## What you are asked to do:
Your answer must match the material exactly, line for line.

## Dataset extract:
##############################
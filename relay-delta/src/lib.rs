//! Delta Exchange upstream connector
//!
//! Owns the single authenticated WebSocket connection to the exchange's
//! realtime feed: request signing, the auth handshake, reconnection with
//! backoff and channel subscribe/unsubscribe.

pub mod auth;
pub mod config;
pub mod protocol;
pub mod reconnect;
pub mod websocket;

pub use auth::{sign_request, DeltaCredentials};
pub use config::DeltaWebSocketConfig;
pub use protocol::{InboundFrame, OutboundFrame, UpstreamFrame};
pub use reconnect::ReconnectPolicy;
pub use websocket::{DeltaStatus, DeltaWebSocket, UpstreamCommand, UpstreamEvent};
##############################
## Answer to this exercise:
filename relay-delta/src/lib.rs
//! Delta Exchange upstream connector
//!
//! Owns the single authenticated WebSocket connection to the exchange's
//! realtime feed: request signing, the auth handshake, reconnection with
//! backoff and channel subscribe/unsubscribe.

pub mod auth;
pub mod config;
pub mod protocol;
pub mod reconnect;
pub mod websocket;

pub use auth::{sign_request, DeltaCredentials};
pub use config::DeltaWebSocketConfig;
pub use protocol::{InboundFrame, OutboundFrame, UpstreamFrame};
pub use reconnect::ReconnectPolicy;
pub use websocket::{DeltaStatus, DeltaWebSocket, UpstreamCommand, UpstreamEvent};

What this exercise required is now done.